Check each line of the entries for the string "truncating". Report only how many lines have it.

━━━ Provided records

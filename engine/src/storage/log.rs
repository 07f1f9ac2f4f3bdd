//! An append-only log file, descended from the teacher's
//! `kv::storage::log::Log`. Entries are encoded as:
//!
//! - Key length as big-endian u32.
//! - Value length as big-endian i32, or -1 for tombstones.
//! - Key as raw bytes.
//! - Value as raw bytes (the `bincode`-encoded [`crate::storage::StoredEntry`]).
//!
//! The log itself knows nothing about `StoredEntry`; it just shuffles
//! opaque byte buffers. [`super::file::FileStorage`] is the layer that
//! encodes/decodes entries before writing them through the log.

use std::collections::BTreeMap;
use std::io::{BufReader, BufWriter, Read, Seek, SeekFrom, Write};
use std::path::PathBuf;

use fs4::FileExt;

use crate::error::{CResult, Error};

/// Maps a key to its most recent value's position and length in the log
/// file. Ordered so the engine can serve `list` by walking the map.
pub type KeyDir = BTreeMap<Vec<u8>, (u64, u32)>;

pub struct Log {
    pub(crate) path: PathBuf,
    pub(crate) file: std::fs::File,
}

impl Log {
    /// Opens a log file, creating it if missing, and takes an exclusive
    /// lock on it for the lifetime of this handle.
    pub fn new(path: PathBuf) -> CResult<Self> {
        Self::new_with_lock(path, true)
    }

    pub fn new_with_lock(path: PathBuf, try_lock: bool) -> CResult<Self> {
        if let Some(dir) = path.parent() {
            if !dir.as_os_str().is_empty() {
                std::fs::create_dir_all(dir)?;
            }
        }

        let file =
            std::fs::OpenOptions::new().read(true).write(true).create(true).open(&path)?;

        if try_lock {
            file.try_lock_exclusive().map_err(|err| {
                Error::Internal(format!("failed to lock {}: {err}", path.display()))
            })?;
        }

        Ok(Self { path, file })
    }

    /// Scans the log from the start to rebuild the in-memory key directory,
    /// truncating a torn write left by an unclean shutdown.
    pub fn build_keydir(&mut self) -> CResult<KeyDir> {
        let mut len_buf = [0u8; 4];
        let mut keydir = KeyDir::new();
        let file_len = self.file.metadata()?.len();
        let mut r = BufReader::new(&mut self.file);
        let mut pos = r.seek(SeekFrom::Start(0))?;

        while pos < file_len {
            let mut read_entry = || -> Result<(Vec<u8>, u64, Option<u32>), std::io::Error> {
                r.read_exact(&mut len_buf)?;
                let key_len = u32::from_be_bytes(len_buf);
                r.read_exact(&mut len_buf)?;
                let value_len_or_tombstone = match i32::from_be_bytes(len_buf) {
                    l if l >= 0 => Some(l as u32),
                    _ => None,
                };
                let value_pos = pos + 4 + 4 + key_len as u64;

                let mut key = vec![0; key_len as usize];
                r.read_exact(&mut key)?;

                if let Some(value_len) = value_len_or_tombstone {
                    if value_pos + value_len as u64 > file_len {
                        return Err(std::io::Error::new(
                            std::io::ErrorKind::UnexpectedEof,
                            "value extends beyond end of file",
                        ));
                    }
                    r.seek_relative(value_len as i64)?;
                }

                Ok((key, value_pos, value_len_or_tombstone))
            };

            match read_entry() {
                Ok((key, value_pos, Some(value_len))) => {
                    keydir.insert(key, (value_pos, value_len));
                    pos = value_pos + value_len as u64;
                }
                Ok((key, value_pos, None)) => {
                    keydir.remove(&key);
                    pos = value_pos;
                }
                Err(err) if err.kind() == std::io::ErrorKind::UnexpectedEof => {
                    log::warn!("found incomplete entry at offset {pos}, truncating file");
                    self.file.set_len(pos)?;
                    break;
                }
                Err(err) => return Err(err.into()),
            }
        }

        Ok(keydir)
    }

    pub fn read_value(&mut self, value_pos: u64, value_len: u32) -> CResult<Vec<u8>> {
        let mut value = vec![0; value_len as usize];
        self.file.seek(SeekFrom::Start(value_pos))?;
        self.file.read_exact(&mut value)?;
        Ok(value)
    }

    /// Appends a key/value entry, using `None` for a tombstone. Returns
    /// the position and length of the whole entry.
    pub fn write_entry(&mut self, key: &[u8], value: Option<&[u8]>) -> CResult<(u64, u32)> {
        let key_len = key.len() as u32;
        let value_len = value.map_or(0, |v| v.len() as u32);
        let value_len_or_tombstone = value.map_or(-1, |v| v.len() as i32);
        let len = 4 + 4 + key_len + value_len;

        let pos = self.file.seek(SeekFrom::End(0))?;
        let mut w = BufWriter::with_capacity(len as usize, &mut self.file);
        w.write_all(&key_len.to_be_bytes())?;
        w.write_all(&value_len_or_tombstone.to_be_bytes())?;
        w.write_all(key)?;
        if let Some(value) = value {
            w.write_all(value)?;
        }
        w.flush()?;

        Ok((pos, len))
    }
}

#[cfg(test)]
mod tests {
    use super::*;

    #[test]
    fn recovers_prefix_on_torn_write() -> CResult<()> {
        let dir = tempfile::tempdir().unwrap();
        let path = dir.path().join("complete");
        let trunc_path = dir.path().join("truncated");

        let mut log = Log::new(path.clone())?;
        let (pos, len) = log.write_entry(b"key", Some(&[1, 2, 3]))?;
        let end = pos + len as u64;
        drop(log);

        let size = std::fs::metadata(&path)?.len();
        for cut in 0..end {
            std::fs::copy(&path, &trunc_path)?;
            let f = std::fs::OpenOptions::new().write(true).open(&trunc_path)?;
            f.set_len(cut)?;
            drop(f);

            let mut log = Log::new_with_lock(trunc_path.clone(), false)?;
            let keydir = log.build_keydir()?;
            assert!(keydir.is_empty());
        }

        std::fs::copy(&path, &trunc_path)?;
        let mut log = Log::new_with_lock(trunc_path, false)?;
        let keydir = log.build_keydir()?;
        assert_eq!(keydir.len(), 1);
        assert_eq!(size, end);
        Ok(())
    }

    #[test]
    fn exclusive_lock_rejects_second_opener() -> CResult<()> {
        let path = tempfile::tempdir().unwrap().path().join("locked");
        let log = Log::new(path.clone())?;
        assert!(Log::new(path.clone()).is_err());
        drop(log);
        assert!(Log::new(path).is_ok());
        Ok(())
    }
}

━━━━━━

__Solution for this exercise__
2